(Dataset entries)
⟨
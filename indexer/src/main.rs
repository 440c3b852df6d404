use anyhow::Result;
use clap::{Args, Parser, Subcommand, ValueEnum};
use serde::Serialize;
use std::path::PathBuf;
use std::process::ExitCode;
use termscope_core::source::{load_documents, load_stopwords};
use termscope_core::{
    Error, IdfMode, IndexBuilder, IndexBundle, IndexListing, KeywordConfig, KeywordExtractor, QueryService, ScoredTerm, StopwordSet,
    TermReport, Tokenizer, WordTokenizer, WordTokenizerConfig,
};
use tracing_subscriber::{fmt, EnvFilter};

#[derive(Parser)]
#[command(name = "termscope")]
#[command(about = "Explore which documents contain a term, how often and where", long_about = None)]
struct Cli {
    #[command(subcommand)]
    command: Commands,
}

#[derive(Subcommand)]
enum Commands {
    /// Print the inverted index
    Index {
        #[command(flatten)]
        corpus: CorpusArgs,
        /// Only list entries for the extracted top keywords
        #[arg(long, default_value_t = false)]
        keywords_only: bool,
        /// Keywords kept per document with --keywords-only
        #[arg(long, default_value_t = 10)]
        top_k: usize,
        #[arg(long, default_value_t = false)]
        json: bool,
    },
    /// Show documents, frequency and offsets of one term
    Describe {
        term: String,
        #[command(flatten)]
        corpus: CorpusArgs,
        #[arg(long, default_value_t = false)]
        json: bool,
    },
    /// Extract the top keywords of every document
    Keywords {
        #[command(flatten)]
        corpus: CorpusArgs,
        #[arg(long, default_value_t = 10)]
        top_k: usize,
        /// Leave stopwords out of the ranking
        #[arg(long, default_value_t = false)]
        filter_stopwords: bool,
        /// Print per-document rankings with scores instead of the merged list
        #[arg(long, default_value_t = false)]
        scores: bool,
        #[arg(long, value_enum, default_value_t = IdfArg::Smoothed)]
        idf: IdfArg,
        #[arg(long, default_value_t = false)]
        json: bool,
    },
}

#[derive(Args)]
struct CorpusArgs {
    /// Document files, or directories of *.txt files, in document order
    #[arg(long, num_args = 1.., required = true)]
    docs: Vec<PathBuf>,
    /// Stopword file, one word per line
    #[arg(long)]
    stopwords: Option<PathBuf>,
    /// Add the built-in English stopword list
    #[arg(long, default_value_t = false)]
    english_stopwords: bool,
    /// Do not lowercase terms
    #[arg(long, default_value_t = false)]
    keep_case: bool,
    /// Skip NFKC normalisation of terms
    #[arg(long, default_value_t = false)]
    no_nfkc: bool,
    /// Reduce terms to their English stem
    #[arg(long, default_value_t = false)]
    stem: bool,
}

#[derive(Clone, Copy, ValueEnum)]
enum IdfArg {
    Standard,
    Smoothed,
}

impl From<IdfArg> for IdfMode {
    fn from(arg: IdfArg) -> Self {
        match arg {
            IdfArg::Standard => IdfMode::Standard,
            IdfArg::Smoothed => IdfMode::Smoothed,
        }
    }
}

impl CorpusArgs {
    fn tokenizer(&self) -> WordTokenizer {
        WordTokenizer::new(WordTokenizerConfig { lowercase: !self.keep_case, nfkc: !self.no_nfkc, stem: self.stem })
    }

    fn load(&self) -> Result<(Vec<String>, StopwordSet)> {
        let documents = load_documents(&self.docs)?;
        let mut stopwords = match &self.stopwords {
            Some(path) => load_stopwords(path)?,
            None => StopwordSet::new(),
        };
        if self.english_stopwords {
            for word in StopwordSet::english().iter() {
                stopwords.insert(word);
            }
        }
        Ok((documents, stopwords))
    }
}

fn main() -> Result<ExitCode> {
    fmt().with_env_filter(EnvFilter::from_default_env()).init();
    let cli = Cli::parse();

    match cli.command {
        Commands::Index { corpus, keywords_only, top_k, json } => show_index(&corpus, keywords_only, top_k, json),
        Commands::Describe { term, corpus, json } => describe(&term, &corpus, json),
        Commands::Keywords { corpus, top_k, filter_stopwords, scores, idf, json } => {
            keywords(&corpus, KeywordConfig { top_k, idf: idf.into(), ..KeywordConfig::default() }, filter_stopwords, scores, json)
        }
    }
}

fn show_index(corpus: &CorpusArgs, keywords_only: bool, top_k: usize, json: bool) -> Result<ExitCode> {
    let (documents, stopwords) = corpus.load()?;
    let tokenizer = corpus.tokenizer();
    let bundle = IndexBuilder::new(&tokenizer).build(&documents, &stopwords);
    let query = QueryService::new(&bundle);

    let listing = if keywords_only {
        let config = KeywordConfig { top_k, ..KeywordConfig::default() };
        let keywords = KeywordExtractor::new(&tokenizer, config).extract(&documents)?;
        query.listing_for(&keywords)
    } else {
        query.listing()
    };

    if json {
        print_json(&listing)?;
    } else {
        print!("{}", render_listing(&listing));
    }
    Ok(ExitCode::SUCCESS)
}

fn describe(term: &str, corpus: &CorpusArgs, json: bool) -> Result<ExitCode> {
    let (documents, stopwords) = corpus.load()?;
    let tokenizer = corpus.tokenizer();
    let bundle = IndexBuilder::new(&tokenizer).build(&documents, &stopwords);

    match lookup(term, &tokenizer, &bundle) {
        Ok(report) if json => print_json(&report)?,
        Ok(report) => print!("{}", render_report(&report)),
        Err(err) if err.is_not_found() => {
            tracing::debug!(%err, "describe failed");
            if json {
                print_json(&serde_json::json!({ "term": term, "error": err.to_string() }))?;
            } else {
                eprintln!("{term} does not show in any document");
            }
            return Ok(ExitCode::FAILURE);
        }
        Err(err) => return Err(err.into()),
    }
    Ok(ExitCode::SUCCESS)
}

/// Describe `term` after bringing it into the form the bundle was built with.
fn lookup<T: Tokenizer>(term: &str, tokenizer: &T, bundle: &IndexBundle) -> Result<TermReport, Error> {
    QueryService::new(bundle).describe_term(&tokenizer.canonical_term(term))
}

fn keywords(corpus: &CorpusArgs, config: KeywordConfig, filter_stopwords: bool, scores: bool, json: bool) -> Result<ExitCode> {
    let (documents, stopwords) = corpus.load()?;
    let tokenizer = corpus.tokenizer();
    let mut extractor = KeywordExtractor::new(&tokenizer, config);
    if filter_stopwords {
        extractor = extractor.with_stopwords(&stopwords);
    }

    if scores {
        let ranked = extractor.extract_scored(&documents)?;
        if json {
            print_json(&ranked)?;
        } else {
            print!("{}", render_rankings(&ranked));
        }
    } else {
        let keywords = extractor.extract(&documents)?;
        if json {
            print_json(&keywords)?;
        } else {
            for keyword in keywords {
                println!("{keyword}");
            }
        }
    }
    Ok(ExitCode::SUCCESS)
}

fn print_json<T: Serialize>(value: &T) -> Result<()> {
    println!("{}", serde_json::to_string_pretty(value)?);
    Ok(())
}

fn render_listing(listing: &IndexListing) -> String {
    let mut out = String::new();
    for entry in &listing.entries {
        out.push_str(&format!("{} shows in documents {:?}\n", entry.term, entry.documents));
    }
    for term in &listing.missing {
        out.push_str(&format!("{term} is not in the inverted index\n"));
    }
    out
}

fn render_report(report: &TermReport) -> String {
    let mut out = format!("{} shows in documents {:?}\n", report.term, report.documents);
    for occ in &report.occurrences {
        let spans: Vec<(usize, usize)> = occ.positions.iter().map(|s| (s.start, s.end)).collect();
        out.push_str(&format!("  document {}: {} times, positions {:?}\n", occ.doc, occ.frequency, spans));
    }
    out
}

fn render_rankings(ranked: &[Vec<ScoredTerm>]) -> String {
    let mut out = String::new();
    for (doc, terms) in ranked.iter().enumerate() {
        out.push_str(&format!("document {doc}\n"));
        for scored in terms {
            out.push_str(&format!("  {:<20} {:.4}\n", scored.term, scored.score));
        }
    }
    out
}
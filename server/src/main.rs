use std::net::SocketAddr;
use std::sync::Arc;

use clap::Parser;

use common::link_store::{MemoryLinkStore, MongoLinkStore};
use common::upstream::MockUpstream;
use common::{GatewayConfig, LinkStore, UpstreamBackend};

use server::http;
use server::state::{self, AppState};

#[tokio::main]
async fn main() -> anyhow::Result<()> {
    tracing_subscriber::fmt()
        .with_env_filter(tracing_subscriber::EnvFilter::from_default_env())
        .init();

    let config = Arc::new(GatewayConfig::parse());

    let link_store: Arc<dyn LinkStore> = if config.uses_durable_link_store() {
        Arc::new(MongoLinkStore::connect(&config.database_url).await?)
    } else {
        tracing::warn!("DATABASE_URL not set, using in-memory link store");
        Arc::new(MemoryLinkStore::new())
    };

    // No real upstream client is wired up here: the gateway is built
    // generically against `UpstreamBackend`, and a production deployment
    // supplies its own implementation of that trait. `MockUpstream` keeps
    // this binary runnable end to end without one.
    tracing::warn!("using the in-process mock upstream backend; not suitable for production");
    let upstream: Arc<dyn UpstreamBackend> = Arc::new(MockUpstream::new());

    let state = Arc::new(AppState::new(config.clone(), link_store, upstream));
    state::spawn_descriptor_cache_flush(state.clone());

    let socket: SocketAddr = format!("{}:{}", config.bind_address, config.port).parse()?;
    http::svc::serve(socket, state).await
}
⟩
TASK TO COMPLETE =
Every line above from the line with "use clap::Parser;" to the line with "tracing_subscriber::fmt()" is wanted, ends included; write them out exactly and add no other line.

REPLY =
use clap::Parser;

use common::link_store::{MemoryLinkStore, MongoLinkStore};
use common::upstream::MockUpstream;
use common::{GatewayConfig, LinkStore, UpstreamBackend};

use server::http;
use server::state::{self, AppState};

#[tokio::main]
async fn main() -> anyhow::Result<()> {
    tracing_subscriber::fmt()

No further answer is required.